Design/methodology/approach
In this research, an integrated fuzzy TOPSIS-based Taguchi L9 optimization model has been applied for the multi-objective optimization (MOO) of the hard-turning responses. Additionally, the effect of vibration on the ceramic tool wear was investigated using Analysis of Variance (ANOVA) and Fast Fourier Transform (FFT).
Findings
The optimum cutting conditions for the multi-objective responses were obtained at 98 m/min cutting speed, 0.1 mm/rev feed rate and 0.2 mm depth of cut. According to the ANOVA of the input cutting parameters with respect to response variables, feed rate has the most significant impact (53.79%) on the control of response variables. From the vibration analysis, the feed rate, with a contribution of 34.74%, was shown to be the most significant process parameter influencing excessive vibration and consequent tool wear.

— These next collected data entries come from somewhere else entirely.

// SPDX-License-Identifier: Apache-2.0
// Copyright 2025 itsakeyfut
//
// Licensed under the Apache License, Version 2.0 (the "License");
// you may not use this file except in compliance with the License.
// You may obtain a copy of the License at
//
//     http://www.apache.org/licenses/LICENSE-2.0
//
// Unless required by applicable law or agreed to in writing, software
// distributed under the License is distributed on an "AS IS" BASIS,
// WITHOUT WARRANTIES OR CONDITIONS OF ANY KIND, either express or implied.
// See the License for the specific language governing permissions and
// limitations under the License.

//! Disc image loading
//!
//! Loads Mega-CD disc images (.cue/.bin, raw .bin or .iso) and supplies the
//! user data of the first data track to the CDC one sector at a time.

use std::path::Path;

use crate::core::cdc::{SectorSource, SECTOR_SIZE};
use crate::core::error::DiscError;

/// Bytes per raw sector (sync + header + user data + EDC/ECC)
pub const RAW_SECTOR_SIZE: usize = 2352;

/// Offset of the user data inside a raw Mode 1 sector
const RAW_DATA_OFFSET: usize = 16;

/// Domestic (Japanese) title in the first sector of the disc
const DOMESTIC_TITLE: std::ops::Range<usize> = 0x120..0x150;

/// Overseas title in the first sector of the disc
const OVERSEAS_TITLE: std::ops::Range<usize> = 0x150..0x180;

/// Disc image track information
#[derive(Debug, Clone)]
pub struct Track {
    /// Track number (1-99)
    pub number: u8,

    /// Track type
    pub track_type: TrackType,

    /// Start sector from the INDEX 01 entry
    pub start_sector: u32,
}

/// Track type
///
/// Specifies the format of data stored in a track.
#[derive(Debug, Clone, Copy, PartialEq, Eq)]
pub enum TrackType {
    /// Data track, 2048 bytes of user data per sector
    Mode1_2048,
    /// Data track, raw 2352-byte sectors
    Mode1_2352,
    /// CD-DA audio, 2352 bytes per sector
    Audio,
}

impl TrackType {
    /// Bytes per sector in the image file
    pub fn sector_stride(self) -> usize {
        match self {
            Self::Mode1_2048 => SECTOR_SIZE,
            Self::Mode1_2352 | Self::Audio => RAW_SECTOR_SIZE,
        }
    }

    /// Offset of the user data inside each sector
    fn data_offset(self) -> usize {
        match self {
            Self::Mode1_2048 => 0,
            Self::Mode1_2352 | Self::Audio => RAW_DATA_OFFSET,
        }
    }
}

/// Disc image with a sequential read cursor
///
/// Implements [`SectorSource`]: every call returns the user data of the
/// sector at the cursor and advances it. Reads past the end of the data
/// track return zero-filled sectors.
///
/// # Example
///
/// ```no_run
/// use megacd_cdc::core::cdc::SectorSource;
/// use megacd_cdc::core::disc::DiscImage;
///
/// let mut disc = DiscImage::load("game.cue").unwrap();
/// disc.seek_to(16);
/// let sector = disc.next_sector();
/// assert_eq!(sector.len(), 2048);
/// ```
#[derive(Debug)]
pub struct DiscImage {
    /// Tracks on the disc
    tracks: Vec<Track>,

    /// Image bytes
    data: Vec<u8>,

    /// Format of the first data track
    track_type: TrackType,

    /// Next sector returned by `next_sector`
    position: u32,

    /// Last sector handed out
    sector: [u8; SECTOR_SIZE],
}

impl DiscImage {
    /// Load a disc image
    ///
    /// `.cue` sheets are parsed for their data track; `.iso` files are read
    /// as 2048-byte sectors and any other file as raw 2352-byte sectors.
    pub fn load<P: AsRef<Path>>(path: P) -> Result<Self, DiscError> {
        let path = path.as_ref();
        let extension = path
            .extension()
            .and_then(|e| e.to_str())
            .map(|e| e.to_ascii_lowercase());

        match extension.as_deref() {
            Some("cue") => Self::load_cue(path),
            Some("iso") => Self::from_bytes(std::fs::read(path)?, TrackType::Mode1_2048),
            _ => Self::from_bytes(std::fs::read(path)?, TrackType::Mode1_2352),
        }
    }

    /// Build a single-track image from bytes already in memory
    pub fn from_bytes(data: Vec<u8>, track_type: TrackType) -> Result<Self, DiscError> {
        let tracks = vec![Track {
            number: 1,
            track_type,
            start_sector: 0,
        }];

        Self::new(tracks, data)
    }

    fn new(tracks: Vec<Track>, data: Vec<u8>) -> Result<Self, DiscError> {
        let track_type = tracks
            .first()
            .map(|t| t.track_type)
            .ok_or_else(|| DiscError::InvalidCue("no tracks".to_string()))?;

        if track_type == TrackType::Audio {
            return Err(DiscError::UnsupportedTrack(
                "first track is audio".to_string(),
            ));
        }

        let stride = track_type.sector_stride();
        if data.len() % stride != 0 {
            return Err(DiscError::InvalidImageSize {
                size: data.len(),
                sector_size: stride,
            });
        }

        log::info!(
            "Loaded disc image: {} tracks, {} sectors ({:?})",
            tracks.len(),
            data.len() / stride,
            track_type
        );

        Ok(Self {
            tracks,
            data,
            track_type,
            position: 0,
            sector: [0; SECTOR_SIZE],
        })
    }

    fn load_cue(cue_path: &Path) -> Result<Self, DiscError> {
        let cue_data = std::fs::read_to_string(cue_path)?;
        let bin_path = Self::get_bin_path_from_cue(cue_path, &cue_data)?;
        let tracks = Self::parse_cue(&cue_data)?;

        let data = std::fs::read(&bin_path).map_err(|e| {
            DiscError::InvalidCue(format!(
                "Failed to read bin file '{}': {}",
                bin_path.display(),
                e
            ))
        })?;

        Self::new(tracks, data)
    }

    /// Resolve the FILE directive relative to the cue sheet
    fn get_bin_path_from_cue(
        cue_path: &Path,
        cue_data: &str,
    ) -> Result<std::path::PathBuf, DiscError> {
        for line in cue_data.lines() {
            let line = line.trim();
            if !line.starts_with("FILE") {
                continue;
            }

            let Some(start) = line.find('"') else {
                continue;
            };
            let Some(end) = line[start + 1..].find('"') else {
                continue;
            };

            let bin_filename = &line[start + 1..start + 1 + end];
            return Ok(match cue_path.parent() {
                Some(parent) => parent.join(bin_filename),
                None => std::path::PathBuf::from(bin_filename),
            });
        }

        Err(DiscError::InvalidCue(
            "No FILE directive found in .cue file".to_string(),
        ))
    }

    /// Parse .cue file content to extract track information
    pub(crate) fn parse_cue(cue_data: &str) -> Result<Vec<Track>, DiscError> {
        let mut tracks = Vec::new();
        let mut current_track: Option<Track> = None;

        for line in cue_data.lines() {
            let line = line.trim();

            if line.starts_with("TRACK") {
                if let Some(track) = current_track.take() {
                    tracks.push(track);
                }

                let parts: Vec<&str> = line.split_whitespace().collect();
                let number = parts
                    .get(1)
                    .and_then(|s| s.parse().ok())
                    .ok_or_else(|| DiscError::InvalidCue(format!("Invalid track: '{}'", line)))?;
                let track_type = Self::parse_track_type(parts.get(2).copied().unwrap_or(""))?;

                current_track = Some(Track {
                    number,
                    track_type,
                    start_sector: 0,
                });
            } else if line.starts_with("INDEX 01") {
                if let Some(ref mut track) = current_track {
                    let parts: Vec<&str> = line.split_whitespace().collect();
                    if let Some(time_str) = parts.get(2) {
                        track.start_sector = Self::parse_msf(time_str)?;
                    }
                }
            }
        }

        if let Some(track) = current_track {
            tracks.push(track);
        }

        Ok(tracks)
    }

    /// Parse an MM:SS:FF time string into a sector count
    pub(crate) fn parse_msf(msf: &str) -> Result<u32, DiscError> {
        let parts: Vec<u32> = msf
            .split(':')
            .map(|p| p.parse::<u32>())
            .collect::<Result<_, _>>()
            .map_err(|_| DiscError::InvalidCue(format!("Invalid MSF format: '{}'", msf)))?;

        let invalid = || DiscError::InvalidCue(format!("Invalid MSF format: '{}'", msf));

        match parts.as_slice() {
            &[minute, second, frame] if second < 60 && frame < 75 => minute
                .checked_mul(60 * 75)
                .and_then(|sectors| sectors.checked_add(second * 75 + frame))
                .ok_or_else(invalid),
            _ => Err(invalid()),
        }
    }

    fn parse_track_type(s: &str) -> Result<TrackType, DiscError> {
        match s {
            "MODE1/2048" => Ok(TrackType::Mode1_2048),
            "MODE1/2352" => Ok(TrackType::Mode1_2352),
            "AUDIO" => Ok(TrackType::Audio),
            other => Err(DiscError::UnsupportedTrack(other.to_string())),
        }
    }

    /// Move the read cursor
    pub fn seek_to(&mut self, sector: u32) {
        self.position = sector;
    }

    /// Sector returned by the next read
    pub fn position(&self) -> u32 {
        self.position
    }

    /// Number of sectors in the image
    pub fn sector_count(&self) -> u32 {
        (self.data.len() / self.track_type.sector_stride()) as u32
    }

    /// Number of tracks on the disc
    pub fn track_count(&self) -> usize {
        self.tracks.len()
    }

    /// Track information by track number
    pub fn get_track(&self, number: u8) -> Option<&Track> {
        self.tracks.iter().find(|t| t.number == number)
    }

    /// User data of a sector, or None past the end of the image
    pub fn read_sector(&self, sector: u32) -> Option<&[u8]> {
        sector_data(&self.data, self.track_type, sector)
    }

    /// Game title from the system area of the first sector
    ///
    /// Prefers the overseas title and falls back to the domestic one.
    pub fn title(&self) -> Option<String> {
        let header = self.read_sector(0)?;

        [OVERSEAS_TITLE, DOMESTIC_TITLE]
            .into_iter()
            .map(|range| {
                header[range]
                    .iter()
                    .map(|&b| b as char)
                    .filter(|c| c.is_ascii_graphic() || *c == ' ')
                    .collect::<String>()
                    .split_whitespace()
                    .collect::<Vec<_>>()
                    .join(" ")
            })
            .find(|title| !title.is_empty())
    }
}

/// Slice the user data of `sector` out of the image bytes
fn sector_data(data: &[u8], track_type: TrackType, sector: u32) -> Option<&[u8]> {
    let offset = (sector as usize)
        .checked_mul(track_type.sector_stride())?
        .checked_add(track_type.data_offset())?;

    data.get(offset..offset.checked_add(SECTOR_SIZE)?)
}

impl SectorSource for DiscImage {
    fn next_sector(&mut self) -> &[u8; SECTOR_SIZE] {
        match sector_data(&self.data, self.track_type, self.position) {
            Some(data) => self.sector.copy_from_slice(data),
            None => {
                log::warn!("Disc: Read past end of image at sector {}", self.position);
                self.sector.fill(0);
            }
        }

        self.position = self.position.wrapping_add(1);
        &self.sector
    }
}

Research limitations/implications
The MOO of response parameters at the optimum cutting parameter settings can significantly improve productivity in the dry turning of hardened steel and control over the input process parameters during machining.
Originality/value
Most studies on optimizing responses in dry hard-turning performed in CNC lathe machines are based on single-objective optimization. Additionally, the effect of vibration on the ceramic tool during MOO of hard-turning has not been studied yet.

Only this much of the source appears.